Beşiktaş J.K. Youth System () is the youth system of football department of Turkish sports club Beşiktaş J.K. As of 2020, Beşiktaş Youth System is operated between age groups of 8 and 19.

The senior (oldest) section of Beşiktaş J.K. Youth System competed up to age group of 21 until the end of 2018–19, when Turkish Football Federation announced the termination of U21 Ligi.

The senior section were formerly known as "Beşiktaş J.K. Genç Takımı", "Beşiktaş J.K. Amatör" or "Beşiktaş J.K. B Takımı" until 1996, "Beşiktaş J.K. PAF Takımı" between 1996 and 2009, "Beşiktaş J.K. A2" between 2009 and 2014 and, "Beşiktaş J.K. U-21" between 2014 and 2019. Since 2019–20 season, the senior section is the age group of 19 (U-19).

History

Football department of Beşiktaş was established in 1911, where shortly after the department merged with "Basiret" and "Valideçeşme", two other football teams located in Beşiktaş district of Istanbul, there were 3 different reserve teams formed.

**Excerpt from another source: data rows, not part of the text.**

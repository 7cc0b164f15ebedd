use std::path::{Component, Path, PathBuf};

use crate::error::{PackageError, Result};

/// Blob get/put for packaged code artifacts.
///
/// A missing key is an explicit `None`, never an error the caller has to
/// catch-and-ignore; the resolver decides that absence is fatal.
pub trait PackageStore: Send + Sync {
    fn get(&self, key: &str) -> Result<Option<Vec<u8>>>;
    fn put(&self, key: &str, bytes: &[u8]) -> Result<()>;
}

/// Filesystem-backed [`PackageStore`] rooted at a directory.
///
/// Keys map to paths under the root; keys with parent-directory components
/// are rejected so a key can never escape the store.
pub struct FsPackageStore {
    root: PathBuf,
}

impl FsPackageStore {
    pub fn new(root: impl Into<PathBuf>) -> Self {
        Self { root: root.into() }
    }

    fn resolve_key(&self, key: &str) -> Result<PathBuf> {
        let rel = Path::new(key);
        let safe = rel.components().all(|c| matches!(c, Component::Normal(_)));
        if key.is_empty() || !safe {
            return Err(PackageError::InvalidKey {
                key: key.to_string(),
            });
        }
        Ok(self.root.join(rel))
    }
}

impl PackageStore for FsPackageStore {
    fn get(&self, key: &str) -> Result<Option<Vec<u8>>> {
        let path = self.resolve_key(key)?;
        match std::fs::read(&path) {
            Ok(bytes) => Ok(Some(bytes)),
            Err(e) if e.kind() == std::io::ErrorKind::NotFound => Ok(None),
            Err(e) => Err(PackageError::Io(e)),
        }
    }

    fn put(&self, key: &str, bytes: &[u8]) -> Result<()> {
        let path = self.resolve_key(key)?;
        if let Some(parent) = path.parent() {
            std::fs::create_dir_all(parent)?;
        }
        std::fs::write(&path, bytes)?;
        Ok(())
    }
}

In 1943, Süleyman Seba (1926–2014) was recruited for Beşiktaş Genç Takımı, while playing at high school level football at Kabataş Erkek Lisesi. In 1946, Seba got promoted onto senior squad. Süleyman Seba later became the president of Beşiktaş between 1984 and 2000.

During 1963–64 Balkans Cup, Beşiktaş were requested to play two back-to-back away games within 2 days. Due to logistic challenges Beşiktaş B Team represented the club at senior level football played in Tirana, Albania, facing KS Dinamo Tirana on 17 October 1963. The match ended 2–0 in favour of Albanian side.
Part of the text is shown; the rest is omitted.